バレンタイン時期はロマンス詐欺の起点となりやすく、被害が高額化しています。犯人は組織的な台本で「自分を理解してくれる存在」を演じ、真面目な大人ほど心理的隙を突かれます。投資や送金など金銭の話が出た瞬間に「感情が商品化」されたと判断し、立ち止まって確認することが最大の防御です。
ロマンス詐欺とは?
単なる恋愛トラブルではなく、SNS等で非対面での接触を重ね、組織的に練られた台本やプロセス(交信・関係構築・信用形成)を用いて金銭をだまし取る組織的な詐欺スキームです。
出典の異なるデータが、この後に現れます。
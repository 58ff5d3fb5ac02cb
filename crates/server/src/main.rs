// SPDX-License-Identifier: BUSL-1.1
// Copyright (c) 2026 Alfred Jean LLC

use clap::Parser;
use tracing::error;

use primed::config::Cli;

#[tokio::main]
async fn main() {
    let cli = Cli::parse();

    tracing_subscriber::fmt()
        .with_env_filter(
            tracing_subscriber::EnvFilter::try_from_default_env()
                .unwrap_or_else(|_| tracing_subscriber::EnvFilter::new("info")),
        )
        .init();

    if let Err(e) = primed::run(cli).await {
        error!("fatal: {e:#}");
        std::process::exit(1);
    }
}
特にバレンタイン時期は「ロマンスの空気感」が悪用されやすく、近年は1件あたりの被害が高額化し、月間の被害額が50億円を超える深刻な社会問題となっています。
どうしてロマンス詐欺にひっかかってしまうのか?
犯人が「自分を深く理解し、肯定してくれる存在」を完璧に演じるためです。特に社会的な責任を負い、孤独や不安を周囲に漏らせない真面目な大人ほど、その安心感に依存してしまいがちです。犯人側には恋愛感情は一切なく、緻密な実務的設計に基づいて相手の心理的な隙を突き、金銭のやり取りへのハードルを巧みに下げていきます。
SNSプロフィール欄でロマンス詐欺を防止する方法
詐欺師は「心の隙間」や「資産状況」を推測できる情報を探しています。プロフィールには経済的な余裕を匂わせる投稿や、過度な寂しさ・悩みを感じさせる記述を避けることが重要です。また、「投資」や「海外ビジネス」への関心を記載していると標的になりやすいため、個人情報の公開範囲を絞り、見知らぬ相手からの接触に対して「まずは確認する」という防犯意識を明示することも有効です。
まとめ
ロマンス詐欺は、人の「信じたい」という善意を効率よく利用する卑劣な犯罪です。恋愛や親密な会話の途中で、投資、暗号資産、海外送金、手数料といった金銭にまつわるキーワードが出た瞬間、それは「ロマンス」から「資金移動の話」へと変質しています。感情に値札が付いた瞬間に一度立ち止まり、冷静に確認することが最大の防御となります。